The major cause for crude’s recent marked pullback was an unexpected surge in U.S. oil production. According to data from the U.S. Energy Information Administration (EIA), August 2018 U.S. oil output was higher than anticipated, reaching 11.3 million barrels daily. This was the first time U.S. oil production exceeded 11 million barrels daily and was 100,000 barrels greater than the Russian Ministry of Energy’s estimate of 11.2 billion barrels.
There is every indication that U.S. oil output will keep expanding at a solid clip. The rig count, which is an important indicator of drilling activity, is at close to its highest point since early 2015, and shale oil drillers are ramping up operations at a furious place. Even bottlenecks in the Permian basin, which analysts believe has spare capacity of around one million barrels daily, have failed to put a dent in drilling activity.
The volume of drilled but uncompleted wells (DUC) at the end of September 2018 came to 8,389 wells, which was 192 wells greater than a month earlier. Many of those wells were in the Permian, which also experienced the largest growth in the volume of DUCs, which expanded by 194 wells compared to August 2018.
U.S. oil inventories continue to grow. For the week ending October 26, 2018, commercial reserves, excluding the strategic oil reserves, expanded by 3.2 million barrels compared to a week earlier and were 6% higher than the five-year average.
Each of these fundamental factors indicates that U.S. oil output will keep expanding, which, despite the looming deadline for the reinstatement of sanctions on Iran, will weigh on oil prices.
So what?
Despite these poor fundamentals, many analysts believe that crude is due to rebound, which makes it quite possible that WTI could rise to around US$70 per barrel. At that price, many Canadian drillers will not only break even, but, like Baytex, they will become profitable and free cash flow positive.
With WTI at US$70 a barrel, Baytex expects to generate almost $400 million in free cash flow for 2019 based on production of 95,000-100,000 barrels for the year. Even if WTI averaged US$60 per barrel, the driller expects free cash flow to be over $100 million.

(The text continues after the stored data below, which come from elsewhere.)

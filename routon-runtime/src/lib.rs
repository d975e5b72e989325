// Copyright (C) 2024 Laixer Equipment B.V.
// All rights reserved.
//
// This software may be modified and distributed under the terms
// of the included license.  See the LICENSE file for details.

/// The `routon` library provides the runtime environment for the Routon
/// autonomous routine controller.
///
/// A routine is an ordered list of timed or distance-bounded machine steps.
/// The runtime polls every step executor once per control cycle; the
/// sequencer in the `runtime` module keeps the ordered completion state and
/// is the only memory shared between executors. The `kernel` module holds
/// the step executors and assembles a routine from configuration, and the
/// `device` module defines the actuator and stopwatch contracts together
/// with virtual devices for simulation.
pub mod core;
pub mod device;
pub mod kernel;
pub mod logger;

#[macro_use]
extern crate log;

mod config;

pub use self::config::*;

pub mod runtime;
pub use self::runtime::Error;
pub use self::runtime::Runtime;

/// Routon runtime module containing various constants.
pub mod consts {
    use std::time::Duration;

    /// Routon runtime version.
    ///
    /// # Example
    ///
    /// ```
    /// use routon::consts::VERSION;
    ///
    /// println!("Routon runtime version: {}", VERSION);
    /// ```
    pub const VERSION: &str = env!("CARGO_PKG_VERSION");

    /// Default control cycle interval.
    ///
    /// Every executor of the scheduled routine is polled once per cycle.
    pub const DEFAULT_CYCLE_INTERVAL: Duration = Duration::from_millis(20);

    /// Component delay threshold.
    ///
    /// A component spending more than this per tick delays the whole cycle.
    pub const COMPONENT_DELAY_THRESHOLD: Duration = Duration::from_millis(1);
}

/// Read a TOML configuration document from disk.
pub fn from_file<T, P>(path: P) -> runtime::Result<T>
where
    T: serde::de::DeserializeOwned,
    P: AsRef<std::path::Path>,
{
    let contents = std::fs::read_to_string(path).map_err(Error::Io)?;

    toml::from_str(&contents).map_err(Error::Parse)
}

This is even after allowing for the wide differentials between Canadian crude blends and WTI.
Such strong free cash flow generation will allow Baytex to further reduce debt and expand its capital spending on exploration and development activities. Many of Baytex’s oil hedges unwind at the end of 2018, meaning that going into 2019 it will be well positioned to benefit from higher crude.